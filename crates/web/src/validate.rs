//! Form field validation.
//!
//! Every check appends to a [`ValidationErrors`] collector so a submission
//! reports all violated fields at once, not just the first one.

use std::fmt;

/// A single violated field with its message.
#[derive(Debug, Clone, PartialEq, Eq)]
pub struct FieldError {
    pub field: &'static str,
    pub message: String,
}

/// Accumulated per-field validation messages for one form submission.
#[derive(Debug, Clone, Default)]
pub struct ValidationErrors {
    errors: Vec<FieldError>,
}

impl ValidationErrors {
    #[must_use]
    pub const fn new() -> Self {
        Self { errors: Vec::new() }
    }

    /// Record a violation for `field`.
    pub fn push(&mut self, field: &'static str, message: impl Into<String>) {
        self.errors.push(FieldError {
            field,
            message: message.into(),
        });
    }

    #[must_use]
    pub fn is_empty(&self) -> bool {
        self.errors.is_empty()
    }

    /// The first message recorded for `field`, if any.
    ///
    /// Templates use this to mark individual inputs invalid.
    #[must_use]
    pub fn field(&self, field: &str) -> Option<&str> {
        self.errors
            .iter()
            .find(|e| e.field == field)
            .map(|e| e.message.as_str())
    }

    /// All recorded messages, in submission order.
    #[must_use]
    pub fn messages(&self) -> impl Iterator<Item = &str> {
        self.errors.iter().map(|e| e.message.as_str())
    }

    #[must_use]
    pub fn iter(&self) -> std::slice::Iter<'_, FieldError> {
        self.errors.iter()
    }
}

impl fmt::Display for ValidationErrors {
    fn fmt(&self, f: &mut fmt::Formatter<'_>) -> fmt::Result {
        let mut first = true;
        for e in &self.errors {
            if !first {
                write!(f, "; ")?;
            }
            write!(f, "{}: {}", e.field, e.message)?;
            first = false;
        }
        Ok(())
    }
}

/// Require a non-empty string (after trimming). Returns the trimmed value.
pub fn require(
    errors: &mut ValidationErrors,
    field: &'static str,
    value: &str,
    label: &str,
) -> String {
    let trimmed = value.trim();
    if trimmed.is_empty() {
        errors.push(field, format!("{label} is required."));
    }
    trimmed.to_owned()
}

/// Require a non-empty string of at most `max` characters.
pub fn require_max_len(
    errors: &mut ValidationErrors,
    field: &'static str,
    value: &str,
    label: &str,
    max: usize,
) -> String {
    let trimmed = require(errors, field, value, label);
    if trimmed.chars().count() > max {
        errors.push(field, format!("{label} must be at most {max} characters."));
    }
    trimmed
}

/// Require a non-empty string composed only of ASCII digits.
pub fn require_digits(
    errors: &mut ValidationErrors,
    field: &'static str,
    value: &str,
    label: &str,
) -> String {
    let trimmed = value.trim();
    if trimmed.is_empty() {
        errors.push(field, format!("{label} is required."));
    } else if !trimmed.bytes().all(|b| b.is_ascii_digit()) {
        errors.push(field, format!("{label} must be a number."));
    }
    trimmed.to_owned()
}

/// Require a value that parses as an integer.
///
/// Returns 0 on failure; callers must check `errors` before persisting.
pub fn require_integer<T>(
    errors: &mut ValidationErrors,
    field: &'static str,
    value: &str,
    label: &str,
) -> T
where
    T: std::str::FromStr + Default,
{
    let trimmed = value.trim();
    if trimmed.is_empty() {
        errors.push(field, format!("{label} is required."));
        return T::default();
    }
    match trimmed.parse::<T>() {
        Ok(v) => v,
        Err(_) => {
            errors.push(field, format!("{label} must be an integer."));
            T::default()
        }
    }
}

— Task brief —
The required output is the complete set of records, reproduced exactly.

— Exercise answer —
filename crates/web/src/validate.rs
//! Form field validation.
//!
//! Every check appends to a [`ValidationErrors`] collector so a submission
//! reports all violated fields at once, not just the first one.

use std::fmt;

/// A single violated field with its message.
#[derive(Debug, Clone, PartialEq, Eq)]
pub struct FieldError {
    pub field: &'static str,
    pub message: String,
}

/// Accumulated per-field validation messages for one form submission.
#[derive(Debug, Clone, Default)]
pub struct ValidationErrors {
    errors: Vec<FieldError>,
}

impl ValidationErrors {
    #[must_use]
    pub const fn new() -> Self {
        Self { errors: Vec::new() }
    }

    /// Record a violation for `field`.
    pub fn push(&mut self, field: &'static str, message: impl Into<String>) {
        self.errors.push(FieldError {
            field,
            message: message.into(),
        });
    }

    #[must_use]
    pub fn is_empty(&self) -> bool {
        self.errors.is_empty()
    }

    /// The first message recorded for `field`, if any.
    ///
    /// Templates use this to mark individual inputs invalid.
    #[must_use]
    pub fn field(&self, field: &str) -> Option<&str> {
        self.errors
            .iter()
            .find(|e| e.field == field)
            .map(|e| e.message.as_str())
    }

    /// All recorded messages, in submission order.
    #[must_use]
    pub fn messages(&self) -> impl Iterator<Item = &str> {
        self.errors.iter().map(|e| e.message.as_str())
    }

    #[must_use]
    pub fn iter(&self) -> std::slice::Iter<'_, FieldError> {
        self.errors.iter()
    }
}

impl fmt::Display for ValidationErrors {
    fn fmt(&self, f: &mut fmt::Formatter<'_>) -> fmt::Result {
        let mut first = true;
        for e in &self.errors {
            if !first {
                write!(f, "; ")?;
            }
            write!(f, "{}: {}", e.field, e.message)?;
            first = false;
        }
        Ok(())
    }
}

/// Require a non-empty string (after trimming). Returns the trimmed value.
pub fn require(
    errors: &mut ValidationErrors,
    field: &'static str,
    value: &str,
    label: &str,
) -> String {
    let trimmed = value.trim();
    if trimmed.is_empty() {
        errors.push(field, format!("{label} is required."));
    }
    trimmed.to_owned()
}

/// Require a non-empty string of at most `max` characters.
pub fn require_max_len(
    errors: &mut ValidationErrors,
    field: &'static str,
    value: &str,
    label: &str,
    max: usize,
) -> String {
    let trimmed = require(errors, field, value, label);
    if trimmed.chars().count() > max {
        errors.push(field, format!("{label} must be at most {max} characters."));
    }
    trimmed
}

/// Require a non-empty string composed only of ASCII digits.
pub fn require_digits(
    errors: &mut ValidationErrors,
    field: &'static str,
    value: &str,
    label: &str,
) -> String {
    let trimmed = value.trim();
    if trimmed.is_empty() {
        errors.push(field, format!("{label} is required."));
    } else if !trimmed.bytes().all(|b| b.is_ascii_digit()) {
        errors.push(field, format!("{label} must be a number."));
    }
    trimmed.to_owned()
}

/// Require a value that parses as an integer.
///
/// Returns 0 on failure; callers must check `errors` before persisting.
pub fn require_integer<T>(
    errors: &mut ValidationErrors,
    field: &'static str,
    value: &str,
    label: &str,
) -> T
where
    T: std::str::FromStr + Default,
{
    let trimmed = value.trim();
    if trimmed.is_empty() {
        errors.push(field, format!("{label} is required."));
        return T::default();
    }
    match trimmed.parse::<T>() {
        Ok(v) => v,
        Err(_) => {
            errors.push(field, format!("{label} must be an integer."));
            T::default()
        }
    }
}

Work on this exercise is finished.